◆ **Work to be completed**:
Look through the material beneath and copy each line with the word "StoreRef".

>>

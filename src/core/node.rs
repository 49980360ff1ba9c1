//! # SupervisorNode: leader election wrapped around a supervised service.
//!
//! One node per host. All nodes contend for the same key in a shared consensus store;
//! the winner runs the service, the others wait for the lease to lapse.
//!
//! ## State machine
//! ```text
//!               try_become_leader()
//!   Follower ───────────── Ok(lease) ─────────────► Leader
//!     ▲  │                                            │ LeaseRenewer ─┐ (concurrent,
//!     │  ├─ NotLeader    → sleep(retry + jitter)      │ ServiceSupervisor┘ term token)
//!     │  └─ Store(err)   → sleep(retry × 2^n ≤ max    │
//!     │                          + jitter)            │
//!     │                                               │
//!     ├──── lease lost: StepDownPolicy, back off ◄────┤
//!     │                                               │
//!   (exit) ◄── shutdown: kill service, revoke lease ◄─┘
//! ```
//!
//! ## Rules
//! - The renewal stream is the only leadership signal. The state flips to `Follower`
//!   in the same poll that observes the stream ending, before any teardown work.
//! - Losing leadership cancels the whole leader task tree through one child token.
//! - Shutdown as leader is graceful: the service is killed and the lease revoked so a
//!   peer can take over without waiting out the TTL.
//! - Node state lives in this value and the lease and process handle live in the term;
//!   nodes never share state except through the store.
//!
//! ## Event flow
//! ```text
//! Follower: ElectionAttempt → ElectionWon | ElectionContended | StoreUnavailable → ElectionBackoff
//! Leader:   ServiceStarting → ServiceRunning → ... → LeadershipLost | ShutdownRequested
//!           → ServiceStopped | ServiceDetached → SteppedDown
//! ```

use std::sync::Arc;

use tokio::sync::{broadcast, watch};
use tokio::task::JoinHandle;
use tokio::time;
use tokio_util::sync::CancellationToken;

use crate::{
    config::Config,
    core::{
        builder::NodeBuilder, election::ElectionCoordinator, health::HealthMonitor,
        renewer::LeaseRenewer, service::ServiceSupervisor, shutdown,
    },
    error::{ElectionError, LeaseLoss, RuntimeError},
    events::{Bus, Event, EventKind},
    policies::StepDownPolicy,
    probes::ProbeRef,
    process::{ProcessBox, ServiceRef},
    store::{LeaseId, StoreRef},
    subscribers::{Subscribe, SubscriberSet},
};

/// Role of a node.
#[derive(Debug, Clone, Copy, PartialEq, Eq)]
pub enum NodeState {
    /// Retrying the election.
    Follower,
    /// Holding the lease and running the service.
    Leader,
}

/// How a leadership term ended.
enum TermEnd {
    Lost,
    Shutdown,
}

/// What stopped the leader select loop.
enum Ended {
    Lost(LeaseLoss),
    Shutdown,
    /// The supervisor returned on its own; only possible once shutdown has begun.
    Stopped(Option<ProcessBox>),
}

/// A process-supervising cluster member.
pub struct SupervisorNode {
    pub(crate) cfg: Config,
    pub(crate) id: Arc<str>,
    pub(crate) store: StoreRef,
    pub(crate) election: ElectionCoordinator,
    pub(crate) service: ServiceRef,
    pub(crate) probe: Option<ProbeRef>,
    pub(crate) bus: Bus,
    pub(crate) subscribers: Vec<Arc<dyn Subscribe>>,
    pub(crate) state: watch::Sender<NodeState>,
}

impl SupervisorNode {
    /// Starts building a node that contends through `store`.
    ///
    /// # Example
    /// ```rust,no_run
    /// use std::sync::Arc;
    /// use leasevisor::{Config, LogWriter, MemoryStore, Subscribe, SupervisorNode};
    ///
    /// #[tokio::main]
    /// async fn main() -> Result<(), Box<dyn std::error::Error>> {
    ///     let cfg = Config {
    ///         command: "my-daemon".into(),
    ///         ..Config::default()
    ///     };
    ///     let node = SupervisorNode::builder(cfg, Arc::new(MemoryStore::new()))
    ///         .with_subscribers(vec![Arc::new(LogWriter::new()) as Arc<dyn Subscribe>])
    ///         .build()?;
    ///     node.run_until_signal().await?;
    ///     Ok(())
    /// }
    /// ```
    pub fn builder(cfg: Config, store: StoreRef) -> NodeBuilder {
        NodeBuilder::new(cfg, store)
    }

    /// Node id attached to every event and written into the lock record.
    pub fn id(&self) -> &str {
        &self.id
    }

    /// Subscribes to role changes.
    pub fn state(&self) -> watch::Receiver<NodeState> {
        self.state.subscribe()
    }

    /// Event bus of this node.
    pub fn bus(&self) -> &Bus {
        &self.bus
    }

    /// Runs the node until an OS termination signal arrives.
    ///
    /// # Errors
    /// [`RuntimeError::Signal`] if the signal handlers cannot be installed; the node is
    /// shut down in that case.
    pub async fn run_until_signal(self) -> Result<(), RuntimeError> {
        let token = CancellationToken::new();
        let trigger = token.clone();
        let id = Arc::clone(&self.id);
        let signal = async move {
            let res = shutdown::wait_for_shutdown_signal().await;
            if let Ok(name) = &res {
                tracing::info!(target: "leasevisor", node = %id, signal = *name, "termination signal received");
            }
            trigger.cancel();
            res.map(|_| ())
        };
        let (res, ()) = tokio::join!(signal, self.run(token));
        res.map_err(RuntimeError::Signal)
    }

    /// Runs the Follower/Leader state machine until `shutdown` is cancelled.
    pub async fn run(mut self, shutdown: CancellationToken) {
        let listener = self.subscriber_listener();
        let election_backoff = self.cfg.election_backoff();
        let unavailable_backoff = self.cfg.unavailable_backoff();
        let mut attempt: u32 = 0;
        let mut unavailable_streak: u32 = 0;

        loop {
            if shutdown.is_cancelled() {
                self.publish(Event::new(EventKind::ShutdownRequested));
                break;
            }
            attempt = attempt.saturating_add(1);
            self.publish(Event::new(EventKind::ElectionAttempt).with_attempt(attempt));

            let delay = match self.election.try_become_leader().await {
                Ok(lease) => {
                    unavailable_streak = 0;
                    self.publish(
                        Event::new(EventKind::ElectionWon)
                            .with_lease(lease)
                            .with_attempt(attempt),
                    );
                    match self.lead(lease, &shutdown).await {
                        TermEnd::Shutdown => break,
                        TermEnd::Lost => election_backoff.next(0),
                    }
                }
                Err(ElectionError::NotLeader) => {
                    unavailable_streak = 0;
                    self.publish(Event::new(EventKind::ElectionContended).with_attempt(attempt));
                    election_backoff.next(0)
                }
                Err(ElectionError::Store(e)) => {
                    self.publish(
                        Event::new(EventKind::StoreUnavailable)
                            .with_attempt(attempt)
                            .with_reason(e.to_string()),
                    );
                    let delay = unavailable_backoff.next(unavailable_streak);
                    unavailable_streak = unavailable_streak.saturating_add(1);
                    delay
                }
            };

            self.publish(
                Event::new(EventKind::ElectionBackoff)
                    .with_delay(delay)
                    .with_attempt(attempt),
            );
            tokio::select! {
                _ = time::sleep(delay) => {}
                _ = shutdown.cancelled() => {
                    self.publish(Event::new(EventKind::ShutdownRequested));
                    break;
                }
            }
        }

        if let Some((stop, handle)) = listener {
            stop.cancel();
            let _ = handle.await;
        }
    }

    /// Runs one leadership term.
    async fn lead(&self, lease: LeaseId, shutdown: &CancellationToken) -> TermEnd {
        self.state.send_replace(NodeState::Leader);

        let term = shutdown.child_token();
        let monitor = self.probe.clone().map(|probe| {
            HealthMonitor::new(probe, &self.cfg, self.bus.clone(), Arc::clone(&self.id))
        });
        let supervisor = ServiceSupervisor::new(
            Arc::clone(&self.service),
            monitor,
            self.cfg.restart_policy(),
            self.bus.clone(),
            Arc::clone(&self.id),
        );
        let renewer = LeaseRenewer::new(Arc::clone(&self.store), lease);

        let service = supervisor.run(term.clone());
        tokio::pin!(service);
        let renew = renewer.run();
        tokio::pin!(renew);

        let ended = tokio::select! {
            biased;
            loss = &mut renew => Ended::Lost(loss),
            _ = shutdown.cancelled() => Ended::Shutdown,
            process = &mut service => Ended::Stopped(process),
        };

        self.state.send_replace(NodeState::Follower);
        term.cancel();

        let (process, lost) = match ended {
            Ended::Stopped(process) => (process, None),
            Ended::Lost(loss) => (service.await, Some(loss)),
            Ended::Shutdown => (service.await, None),
        };

        match lost {
            Some(loss) => {
                self.publish(
                    Event::new(EventKind::LeadershipLost)
                        .with_lease(lease)
                        .with_reason(loss.to_string()),
                );
                match self.cfg.step_down {
                    StepDownPolicy::KillService => self.stop_process(process).await,
                    StepDownPolicy::LeaveRunning => {
                        if let Some(process) = process {
                            self.publish(
                                Event::new(EventKind::ServiceDetached)
                                    .with_source(self.service.name())
                                    .with_pid(process.id()),
                            );
                        }
                    }
                }
                self.publish(Event::new(EventKind::SteppedDown).with_lease(lease));
                TermEnd::Lost
            }
            None => {
                self.publish(Event::new(EventKind::ShutdownRequested).with_lease(lease));
                self.stop_process(process).await;
                if let Err(e) = self.store.revoke_lease(lease).await {
                    tracing::debug!(target: "leasevisor", node = %self.id, %lease, error = %e, "lease revoke on shutdown failed; it will expire");
                }
                self.publish(Event::new(EventKind::SteppedDown).with_lease(lease));
                TermEnd::Shutdown
            }
        }
    }

    /// Kills the process handed back by the supervisor.
    async fn stop_process(&self, process: Option<ProcessBox>) {
        let Some(mut process) = process else {
            return;
        };
        let pid = process.id();
        match process.kill().await {
            Ok(()) => self.publish(
                Event::new(EventKind::ServiceStopped)
                    .with_source(self.service.name())
                    .with_pid(pid),
            ),
            Err(e) => {
                tracing::warn!(target: "leasevisor", node = %self.id, pid, error = %e, "failed to stop service");
            }
        }
    }

    /// Forwards bus events to the subscriber set until the returned token is cancelled.
    ///
    /// Events still buffered at cancellation are delivered before the workers drain.
    fn subscriber_listener(&mut self) -> Option<(CancellationToken, JoinHandle<()>)> {
        if self.subscribers.is_empty() {
            return None;
        }
        let set = SubscriberSet::new(std::mem::take(&mut self.subscribers), self.bus.clone());
        let mut rx = self.bus.subscribe();
        let stop = CancellationToken::new();
        let stopped = stop.clone();

        let handle = tokio::spawn(async move {
            loop {
                tokio::select! {
                    biased;
                    res = rx.recv() => match res {
                        Ok(ev) => set.emit(&ev),
                        Err(broadcast::error::RecvError::Lagged(_)) => continue,
                        Err(broadcast::error::RecvError::Closed) => break,
                    },
                    _ = stopped.cancelled() => {
                        loop {
                            match rx.try_recv() {
                                Ok(ev) => set.emit(&ev),
                                Err(broadcast::error::TryRecvError::Lagged(_)) => continue,
                                Err(_) => break,
                            }
                        }
                        break;
                    }
                }
            }
            set.shutdown().await;
        });
        Some((stop, handle))
    }

    fn publish(&self, ev: Event) {
        self.bus.publish(ev.with_node(Arc::clone(&self.id)));
    }
}
//! # Event subscriber trait.
//!
//! Provides [`Subscribe`] an extension point for plugging custom event handlers into a node.
//!
//! Each subscriber gets:
//! - **Dedicated worker task** (runs independently)
//! - **Per-subscriber bounded queue** (capacity via [`Subscribe::queue_capacity`])
//! - **Panic isolation** (panics are caught and reported as `EventKind::SubscriberPanicked`)
//!
//! ## Example
//! ```rust
//! use async_trait::async_trait;
//! use leasevisor::{Event, EventKind, Subscribe};
//!
//! struct Pager;
//!
//! #[async_trait]
//! impl Subscribe for Pager {
//!     async fn on_event(&self, ev: &Event) {
//!         if matches!(ev.kind, EventKind::LeadershipLost) {
//!             // page the on-call, etc.
//!         }
//!     }
//!
//!     fn name(&self) -> &'static str { "pager" }
//! }
//! ```

use async_trait::async_trait;

use crate::events::Event;

/// Event subscriber for runtime observability.
///
/// ### Implementation requirements
/// - Use async I/O; avoid blocking the executor.
/// - Handle errors internally; do not panic.
/// - Slow processing affects only this subscriber's queue.
#[async_trait]
pub trait Subscribe: Send + Sync + 'static {
    /// Processes a single event. Events are delivered in FIFO order per subscriber.
    async fn on_event(&self, event: &Event);

    /// Subscriber name used in overflow/panic events.
    fn name(&self) -> &'static str {
        std::any::type_name::<Self>()
    }

    /// Preferred queue capacity (clamped to at least 1). Default: 1024.
    fn queue_capacity(&self) -> usize {
        1024
    }
}
#[cfg(test)]
mod tests {
    use std::time::Duration;

    use super::*;
    use crate::config::Config;
    use crate::probes::ProbeRef;
    use crate::testing::{Script, ScriptedProbe, ScriptedService, drain};

    struct Harness {
        bus: Bus,
        rx: tokio::sync::broadcast::Receiver<Event>,
        stop: CancellationToken,
    }

    impl Harness {
        fn new() -> Self {
            let bus = Bus::new(256);
            let rx = bus.subscribe();
            Self {
                bus,
                rx,
                stop: CancellationToken::new(),
            }
        }

        fn supervisor(
            &self,
            service: Arc<ScriptedService>,
            probe: Option<ProbeRef>,
        ) -> ServiceSupervisor {
            let cfg = Config::default();
            let node: Arc<str> = Arc::from("n1");
            let monitor =
                probe.map(|p| HealthMonitor::new(p, &cfg, self.bus.clone(), Arc::clone(&node)));
            ServiceSupervisor::new(service, monitor, cfg.restart_policy(), self.bus.clone(), node)
        }

        fn restarts(&mut self) -> Vec<RestartCause> {
            drain(&mut self.rx)
                .into_iter()
                .filter(|e| e.kind == EventKind::ServiceRestarting)
                .filter_map(|e| e.restart_cause)
                .collect()
        }
    }

    #[tokio::test(start_paused = true)]
    async fn three_probe_failures_cause_exactly_one_restart() {
        let mut h = Harness::new();
        let service = ScriptedService::forever();
        let probe = ScriptedProbe::always_failing();
        let sup = h.supervisor(service.clone(), Some(probe.clone() as ProbeRef));
        let task = tokio::spawn(sup.run(h.stop.clone()));

        // failures at 10s, 20s, 30s; restart backoff runs until 32s
        time::sleep(Duration::from_secs(31)).await;

        assert_eq!(h.restarts(), vec![RestartCause::ProbeThreshold]);
        assert_eq!(probe.calls(), 3);
        assert_eq!(service.spawns(), 1);
        assert_eq!(service.kills(), 1);
        assert_eq!(service.live(), 0);

        h.stop.cancel();
        assert!(task.await.unwrap().is_none());
    }

    #[tokio::test(start_paused = true)]
    async fn two_failures_then_success_never_restart() {
        let mut h = Harness::new();
        let service = ScriptedService::forever();
        let probe = ScriptedProbe::new([false, false, true, false, false]);
        let sup = h.supervisor(service.clone(), Some(probe.clone() as ProbeRef));
        let task = tokio::spawn(sup.run(h.stop.clone()));

        time::sleep(Duration::from_secs(75)).await;

        assert!(h.restarts().is_empty());
        assert_eq!(probe.calls(), 7);
        assert_eq!(service.spawns(), 1);

        h.stop.cancel();
        let process = task.await.unwrap();
        assert_eq!(process.and_then(|p| p.id()), Some(1001));
        assert_eq!(service.kills(), 0);
    }

    #[tokio::test(start_paused = true)]
    async fn process_exit_restarts_once_and_cancels_health_branch() {
        let mut h = Harness::new();
        let service = ScriptedService::new(
            [Script::ExitAfter(Duration::from_secs(1), 0)],
            Script::RunForever,
        );
        let probe = ScriptedProbe::always_failing();
        let sup = h.supervisor(service.clone(), Some(probe.clone() as ProbeRef));
        let task = tokio::spawn(sup.run(h.stop.clone()));

        // exit at 1s, respawn at 3s, next probe not before 13s
        time::sleep(Duration::from_secs(5)).await;

        let events = drain(&mut h.rx);
        let restarts: Vec<_> = events
            .iter()
            .filter(|e| e.kind == EventKind::ServiceRestarting)
            .collect();
        assert_eq!(restarts.len(), 1);
        assert_eq!(restarts[0].restart_cause, Some(RestartCause::Exited));
        assert!(
            events
                .iter()
                .all(|e| e.kind != EventKind::ProbeThresholdReached)
        );
        let exited = events
            .iter()
            .find(|e| e.kind == EventKind::ServiceExited)
            .unwrap();
        assert_eq!(exited.exit_code, Some(0));
        assert_eq!(probe.calls(), 0);
        assert_eq!(service.spawns(), 2);
        // kill on the already-exited handle is a no-op that still returns
        assert_eq!(service.kills(), 1);
        assert_eq!(service.live(), 1);

        h.stop.cancel();
        assert!(task.await.unwrap().is_some());
    }

    #[tokio::test(start_paused = true)]
    async fn exit_mid_failure_streak_restarts_once_with_a_fresh_counter() {
        let mut h = Harness::new();
        let service = ScriptedService::new(
            [Script::ExitAfter(Duration::from_secs(25), 0)],
            Script::RunForever,
        );
        let probe = ScriptedProbe::always_failing();
        let sup = h.supervisor(service.clone(), Some(probe.clone() as ProbeRef));
        let task = tokio::spawn(sup.run(h.stop.clone()));

        // failures at 10s and 20s, exit at 25s, respawn at 27s, then failures at 37s and 47s
        time::sleep(Duration::from_secs(50)).await;

        let events = drain(&mut h.rx);
        let restarts: Vec<_> = events
            .iter()
            .filter(|e| e.kind == EventKind::ServiceRestarting)
            .filter_map(|e| e.restart_cause)
            .collect();
        assert_eq!(restarts, vec![RestartCause::Exited]);
        assert!(
            events
                .iter()
                .all(|e| e.kind != EventKind::ProbeThresholdReached)
        );
        let failures: Vec<_> = events
            .iter()
            .filter(|e| e.kind == EventKind::ProbeFailed)
            .map(|e| e.failures)
            .collect();
        assert_eq!(failures, vec![Some(1), Some(2), Some(1), Some(2)]);
        assert_eq!(probe.calls(), 4);
        assert_eq!(service.spawns(), 2);

        time::sleep(Duration::from_secs(6)).await;
        assert!(h.restarts().is_empty());

        // third failure of the second process lands at 57s
        time::sleep(Duration::from_secs(2)).await;
        assert_eq!(h.restarts(), vec![RestartCause::ProbeThreshold]);
        assert_eq!(probe.calls(), 5);

        h.stop.cancel();
        task.await.unwrap();
    }

    #[tokio::test(start_paused = true)]
    async fn events_carry_service_and_health_check_names() {
        let mut h = Harness::new();
        let service = ScriptedService::forever();
        let probe = ScriptedProbe::new([false, true]);
        let sup = h.supervisor(service.clone(), Some(probe.clone() as ProbeRef));
        let task = tokio::spawn(sup.run(h.stop.clone()));

        time::sleep(Duration::from_secs(25)).await;

        let events = drain(&mut h.rx);
        let source_of = |kind: EventKind| {
            events
                .iter()
                .find(|e| e.kind == kind)
                .and_then(|e| e.source.as_deref().map(str::to_owned))
        };
        assert_eq!(source_of(EventKind::ServiceStarting).as_deref(), Some("scripted-service"));
        assert_eq!(source_of(EventKind::ServiceRunning).as_deref(), Some("scripted-service"));
        assert_eq!(source_of(EventKind::ProbeFailed).as_deref(), Some("scripted-probe"));
        assert_eq!(source_of(EventKind::ProbeRecovered).as_deref(), Some("scripted-probe"));
        assert!(events.iter().all(|e| e.node.as_deref() == Some("n1")));

        h.stop.cancel();
        task.await.unwrap();
    }

    #[tokio::test(start_paused = true)]
    async fn spawn_failure_is_retried_after_backoff() {
        let mut h = Harness::new();
        let service = ScriptedService::new([Script::FailSpawn], Script::RunForever);
        let sup = h.supervisor(service.clone(), None);
        let mut state = sup.state();
        let task = tokio::spawn(sup.run(h.stop.clone()));

        time::sleep(Duration::from_secs(1)).await;
        assert_eq!(*state.borrow_and_update(), ServiceState::Restarting);

        time::sleep(Duration::from_secs(2)).await;
        assert_eq!(*state.borrow_and_update(), ServiceState::Running);

        let kinds: Vec<_> = drain(&mut h.rx).into_iter().map(|e| e.kind).collect();
        assert_eq!(
            kinds,
            vec![
                EventKind::ServiceStarting,
                EventKind::ServiceSpawnFailed,
                EventKind::ServiceRestarting,
                EventKind::ServiceStarting,
                EventKind::ServiceRunning,
            ]
        );
        assert_eq!(service.spawns(), 2);

        h.stop.cancel();
        task.await.unwrap();
        assert_eq!(*state.borrow(), ServiceState::Stopped);
    }

    #[tokio::test(start_paused = true)]
    async fn stop_during_backoff_ends_without_respawn() {
        let h = Harness::new();
        let service = ScriptedService::new(
            [Script::ExitAfter(Duration::from_millis(10), 1)],
            Script::RunForever,
        );
        let sup = h.supervisor(service.clone(), None);
        let task = tokio::spawn(sup.run(h.stop.clone()));

        time::sleep(Duration::from_secs(1)).await;
        h.stop.cancel();

        assert!(task.await.unwrap().is_none());
        assert_eq!(service.spawns(), 1);
    }
}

<<

◆ **Solution to this task**:
    store::{LeaseId, StoreRef},
    pub(crate) store: StoreRef,
    pub fn builder(cfg: Config, store: StoreRef) -> NodeBuilder {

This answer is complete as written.